Intanto vi è un primo ordine di problemi, legato all’impossibilità di circoscrivere esattamente quello spazio delle “ragioni” in cui si situerebbe propriamente l’essere umano e di tenerlo separato dallo spazio delle cause. Lo sottolinea Giovanni I. Giannoli nel suo commento a McDowell (Autonomy: its burdens, bonds, and vagueness. A comment on McDowell, pp. 200-205) quando afferma che una spiegazione efficace dell’agire umano non può prescindere dall’analisi di elementi che tradizionalmente andrebbero espulsi dal mondo della ragione, come i desideri, le emozioni e le pulsioni. Un modello più adeguato sembra essere quello che fa interagire il mondo delle ragioni con quello delle proprietà naturali psicologiche e, tramite questo, con il mondo fisico; ne risultano un’idea della normatività come strettamente vincolata a certe condizioni psicologiche e una definizione dello spazio delle ragioni non come uno spazio sui generis, ma come dipendente dalla storia naturale di coloro che ragionano. Su questa linea, la discussione può essere rilanciata muovendo dalla constatazione che le ragioni non sono altro che un particolare tipo di cause: ciò non esclude l’autonomia della ragione, ma la vincola a un’ontologia fisicalista. Inoltre, se concordiamo che il fondamento della normatività è il riconoscimento dell’altro – e non della norma, intesa come una realtà sopra ed extraindividuale –, allora la capacità di mettere in atto il riconoscimento può essere intesa come parte della biologia e della psicologia dell’individuo. Tale riconoscimento può essere considerato, dunque, condizione imprescindibile del costituirsi di una lingua come deposito di valori comuni .

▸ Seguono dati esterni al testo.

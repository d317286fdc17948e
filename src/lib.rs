//! gridpager
//!
//! Pagination and sort orchestration for table-shaped TUI views.
//!
//! The engine ([`state::PagingOrchestrator`]) connects a paging control, a
//! results view and a page source into one page-navigation workflow: it
//! turns paging and header-sort events into fetches, classifies every fetch
//! result into a render or a clear, tracks the single active sort criterion,
//! and retreats one page when a fetched page turns out to be stale. The
//! pure core lives in [`model`] and [`state`]; the ratatui/crossterm demo
//! shell lives in [`view`] and [`source`].

pub mod config;
pub mod logging;
pub mod model;
pub mod source;
pub mod state;
pub mod view;
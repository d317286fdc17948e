//! gridpager demo - Entry Point

use clap::Parser;
use gridpager::source::demo::employee_source;
use gridpager::state::PagingOrchestrator;
use gridpager::view::{demo_columns, PagingBar, TableView, TuiApp};
use std::path::PathBuf;
use tracing::info;

/// Browse a synthetic employee table with paging and column sorting.
#[derive(Parser, Debug)]
#[command(name = "gridpager")]
#[command(version)]
#[command(about = "Pagination and sort orchestration demo")]
pub struct Args {
    /// Records per page
    #[arg(short, long)]
    pub page_size: Option<u32>,

    /// Defer the first fetch until a page is requested
    #[arg(long)]
    pub lazy_load: bool,

    /// Message shown when there are no results
    #[arg(long)]
    pub empty_message: Option<String>,

    /// Number of synthetic records to generate
    #[arg(long, default_value = "87")]
    pub rows: usize,

    /// Path to configuration file
    #[arg(long)]
    pub config: Option<PathBuf>,
}

fn main() -> Result<(), Box<dyn std::error::Error>> {
    let args = Args::parse();

    // Resolve configuration with full precedence chain:
    // Defaults → Config File → Env Vars → CLI Args
    let config = {
        let config_file = gridpager::config::load_config_with_precedence(args.config.clone())?;
        let merged = gridpager::config::merge_config(config_file);
        let with_env = gridpager::config::apply_env_overrides(merged);

        // --lazy-load is a bare flag: only override when explicitly set
        let lazy_override = if args.lazy_load { Some(true) } else { None };
        gridpager::config::apply_cli_overrides(
            with_env,
            args.page_size,
            lazy_override,
            args.empty_message.clone(),
        )
    };

    gridpager::logging::init(&config.log_file_path)?;
    info!(config = ?config, rows = args.rows, "Configuration loaded and resolved");

    let source = employee_source(args.rows, config.page_size);
    let pager = PagingOrchestrator::new(
        PagingBar::new(),
        TableView::new(demo_columns()),
        source,
        config.pager(),
    );

    let mut app = TuiApp::new(pager)?;
    let result = app.run();
    gridpager::view::restore_terminal()?;
    result?;

    Ok(())
}

#[cfg(test)]
mod tests {
    use super::*;

    #[test]
    fn args_parse_with_no_flags() {
        let args = Args::parse_from(["gridpager"]);
        assert_eq!(args.page_size, None);
        assert!(!args.lazy_load);
        assert_eq!(args.rows, 87);
    }

    #[test]
    fn args_parse_page_size_and_rows() {
        let args = Args::parse_from(["gridpager", "-p", "25", "--rows", "500"]);
        assert_eq!(args.page_size, Some(25));
        assert_eq!(args.rows, 500);
    }
}
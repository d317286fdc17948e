//! Error types for the paging engine.
//!
//! A small taxonomy built with `thiserror`, composing via `?` and `From`.
//! Two families exist:
//!
//! - [`PagerError`] - failures of the orchestration layer itself. These are
//!   wiring bugs (double initialization, page number zero) or a broken
//!   collaborator, and are fatal to the current interaction: the hosting
//!   event loop is expected to log and abandon it. Nothing here is retried.
//! - [`FetchError`] - failures crossing the data-access boundary, raised by
//!   the page source and wrapped into [`PagerError::Fetch`].
//!
//! Recognized-but-ignorable conditions are deliberately *not* errors: an
//! unrecognized sort direction token is a silent no-op, and an empty page
//! with a previous page available triggers the self-correcting retreat path.

use thiserror::Error;

/// Failures of the paging orchestration layer.
///
/// All variants are synchronous and surface to the immediate caller; there
/// is no automatic retry anywhere in the engine.
#[derive(Debug, Error)]
pub enum PagerError {
    /// `initialize` was called on an already-initialized orchestrator.
    ///
    /// The orchestrator owns its paging control, render target and page
    /// source by value, so the classic missing-collaborator wiring bugs are
    /// unrepresentable; calling `initialize` twice is the one wiring mistake
    /// left to catch at runtime.
    #[error("Orchestrator already initialized")]
    AlreadyInitialized,

    /// A page number outside the valid range was requested.
    ///
    /// Page numbers are 1-based; zero indicates a bug in the caller's index
    /// conversion, not a runtime condition to recover from. Pages beyond the
    /// end of the data are *not* rejected here - the page source decides
    /// what an out-of-data page looks like.
    #[error("Invalid page number {page}: pages are numbered from 1")]
    InvalidPage {
        /// The rejected page number.
        page: u32,
    },

    /// The page source broke its contract.
    ///
    /// A failing fetch means the data layer is broken, not that there is no
    /// data, so the orchestrator never substitutes an empty result for it.
    #[error("Fetch failed: {0}")]
    Fetch(#[from] FetchError),

    /// The self-correcting retreat loop hit its configured cap.
    ///
    /// Retreating re-fetches page `n - 1` when page `n` comes back empty
    /// with a previous page available. Page numbers strictly decrease toward
    /// 1, so this fires only when a broken data layer keeps reporting empty
    /// pages with `previous_page_available` set.
    #[error("Gave up after {attempts} empty-page retreats")]
    RetreatExhausted {
        /// Number of retreat re-fetches performed before giving up.
        attempts: u32,
    },
}

/// Failures raised by a page source at the data-access boundary.
#[derive(Debug, Error)]
pub enum FetchError {
    /// The underlying query failed.
    #[error("Page source failed for page {page}: {reason}")]
    SourceFailure {
        /// The 1-based page the failing fetch targeted.
        page: u32,
        /// Description from the underlying data layer.
        reason: String,
    },

    /// The page source produced no result at all.
    ///
    /// Adapters over layers that can hand back an absent result (an optional
    /// return, a nullable FFI value) report it through this variant rather
    /// than inventing an empty page.
    #[error("Page source produced no result for page {page}")]
    MissingResult {
        /// The 1-based page the fetch targeted.
        page: u32,
    },
}

#[cfg(test)]
mod tests {
    use super::*;

    #[test]
    fn invalid_page_display_names_the_page() {
        let err = PagerError::InvalidPage { page: 0 };
        assert!(err.to_string().contains("Invalid page number 0"));
    }

    #[test]
    fn fetch_error_converts_to_pager_error() {
        let fetch = FetchError::SourceFailure {
            page: 3,
            reason: "connection reset".to_string(),
        };
        let err: PagerError = fetch.into();
        let msg = err.to_string();
        assert!(msg.contains("Fetch failed"));
        assert!(msg.contains("page 3"));
        assert!(msg.contains("connection reset"));
    }

    #[test]
    fn missing_result_display() {
        let err = FetchError::MissingResult { page: 7 };
        assert!(err.to_string().contains("no result for page 7"));
    }

    #[test]
    fn retreat_exhausted_display_counts_attempts() {
        let err = PagerError::RetreatExhausted { attempts: 32 };
        assert!(err.to_string().contains("32"));
    }
}
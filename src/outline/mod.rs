//! Document symbol model — the hierarchical outline of one document.
//!
//! Symbols arrive from an external provider (a language server, an indexer)
//! as a tree: functions, classes, methods, and anything else the provider
//! reports, each with its full source extent and nested children. This
//! module owns the model types and the inbound provider boundary; it knows
//! nothing about folding.

mod provider;
mod symbols;

pub use provider::{SymbolProvider, SymbolsUnavailable};
pub use symbols::{DocumentSymbol, SymbolKind};
//! Symbol kinds and tree nodes.

use smol_str::SmolStr;

use crate::base::Span;

/// Kind of a document symbol.
///
/// Mirrors the LSP symbol kind set so provider shims can pass kinds
/// through unchanged. Only [`SymbolKind::is_documentable`] matters to the
/// docstring resolver; every other kind is walked but never scanned.
#[derive(Debug, Clone, Copy, PartialEq, Eq, Hash)]
pub enum SymbolKind {
    File,
    Module,
    Namespace,
    Package,
    Class,
    Method,
    Property,
    Field,
    Constructor,
    Enum,
    Interface,
    Function,
    Variable,
    Constant,
    String,
    Number,
    Boolean,
    Array,
    Object,
    Key,
    Null,
    EnumMember,
    Struct,
    Event,
    Operator,
    TypeParameter,
}

impl SymbolKind {
    /// Whether a symbol of this kind can carry a docstring in its own body.
    ///
    /// Children of non-documentable symbols are still visited; this only
    /// gates scanning the symbol's own body.
    pub const fn is_documentable(self) -> bool {
        matches!(
            self,
            SymbolKind::Function | SymbolKind::Method | SymbolKind::Class
        )
    }

    /// Convert to the LSP symbol kind number.
    pub const fn to_lsp_index(self) -> u32 {
        match self {
            SymbolKind::File => 1,
            SymbolKind::Module => 2,
            SymbolKind::Namespace => 3,
            SymbolKind::Package => 4,
            SymbolKind::Class => 5,
            SymbolKind::Method => 6,
            SymbolKind::Property => 7,
            SymbolKind::Field => 8,
            SymbolKind::Constructor => 9,
            SymbolKind::Enum => 10,
            SymbolKind::Interface => 11,
            SymbolKind::Function => 12,
            SymbolKind::Variable => 13,
            SymbolKind::Constant => 14,
            SymbolKind::String => 15,
            SymbolKind::Number => 16,
            SymbolKind::Boolean => 17,
            SymbolKind::Array => 18,
            SymbolKind::Object => 19,
            SymbolKind::Key => 20,
            SymbolKind::Null => 21,
            SymbolKind::EnumMember => 22,
            SymbolKind::Struct => 23,
            SymbolKind::Event => 24,
            SymbolKind::Operator => 25,
            SymbolKind::TypeParameter => 26,
        }
    }

    /// Convert from the LSP symbol kind number.
    pub const fn from_lsp_index(index: u32) -> Option<Self> {
        Some(match index {
            1 => SymbolKind::File,
            2 => SymbolKind::Module,
            3 => SymbolKind::Namespace,
            4 => SymbolKind::Package,
            5 => SymbolKind::Class,
            6 => SymbolKind::Method,
            7 => SymbolKind::Property,
            8 => SymbolKind::Field,
            9 => SymbolKind::Constructor,
            10 => SymbolKind::Enum,
            11 => SymbolKind::Interface,
            12 => SymbolKind::Function,
            13 => SymbolKind::Variable,
            14 => SymbolKind::Constant,
            15 => SymbolKind::String,
            16 => SymbolKind::Number,
            17 => SymbolKind::Boolean,
            18 => SymbolKind::Array,
            19 => SymbolKind::Object,
            20 => SymbolKind::Key,
            21 => SymbolKind::Null,
            22 => SymbolKind::EnumMember,
            23 => SymbolKind::Struct,
            24 => SymbolKind::Event,
            25 => SymbolKind::Operator,
            26 => SymbolKind::TypeParameter,
            _ => return None,
        })
    }
}

/// One node of a document's symbol outline.
///
/// The span covers the symbol's full extent, signature and body included.
/// The tree is borrowed read-only for the duration of one resolution call;
/// hosts may discard and rebuild it on every document change.
#[derive(Debug, Clone, PartialEq, Eq)]
pub struct DocumentSymbol {
    /// The symbol's name as reported by the provider.
    pub name: SmolStr,
    /// What kind of declaration this is.
    pub kind: SymbolKind,
    /// Full extent of the symbol in the document.
    pub span: Span,
    /// Nested symbols, in document order.
    pub children: Vec<DocumentSymbol>,
}

impl DocumentSymbol {
    /// Create a leaf symbol.
    pub fn new(name: impl Into<SmolStr>, kind: SymbolKind, span: Span) -> Self {
        Self {
            name: name.into(),
            kind,
            span,
            children: Vec::new(),
        }
    }

    /// Attach children, in document order.
    pub fn with_children(mut self, children: Vec<DocumentSymbol>) -> Self {
        self.children = children;
        self
    }
}
//! The inbound symbol-tree boundary.

use thiserror::Error;

use crate::base::FileId;
use super::DocumentSymbol;

/// The provider returned no symbol tree for the document.
///
/// Typical while a language service is still warming up. Transient: the
/// user retries by re-invoking the action, so the display text is written
/// for them.
#[derive(Debug, Clone, Copy, Default, PartialEq, Eq, Error)]
#[error("document symbols are unavailable currently, try again shortly")]
pub struct SymbolsUnavailable;

/// Supplies the symbol outline of a document.
///
/// Implemented by host shims on top of whatever actually computes symbols
/// (a language server, tree-sitter, an index). The returned tree is a
/// snapshot: callers must not assume it stays valid across edits.
pub trait SymbolProvider {
    /// Top-level symbols of the document, in document order.
    fn document_symbols(
        &self,
        file: FileId,
    ) -> Result<Vec<DocumentSymbol>, SymbolsUnavailable>;
}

In definitiva, come emerge dall’importante confronto tra le diverse voci che compongono il volume, la definizione della natura del linguaggio e della mente è strettamente intrecciata alla definizione della natura umana ed è proprio da questo punto di vista che esso risulta particolarmente significativo. La varietà di temi e di approcci che lo compongono frammenta la nozione di ragione in schegge di cui vengono offerti preziosi approfondimenti; tale poliedricità del volume ne costituisce anche la ricchezza, infatti la ragione “frammentata” dalle diverse prospettive viene infine ricomposta, grazie alla dialettica tra i diversi saggi, in un’immagine unitaria fatta di nozioni stratificate e in tensione che si intrecciano, talvolta scontrandosi, altre volte rafforzandosi reciprocamente, all’interno di un’appassionante indagine comune sulla nostra natura di esseri umani.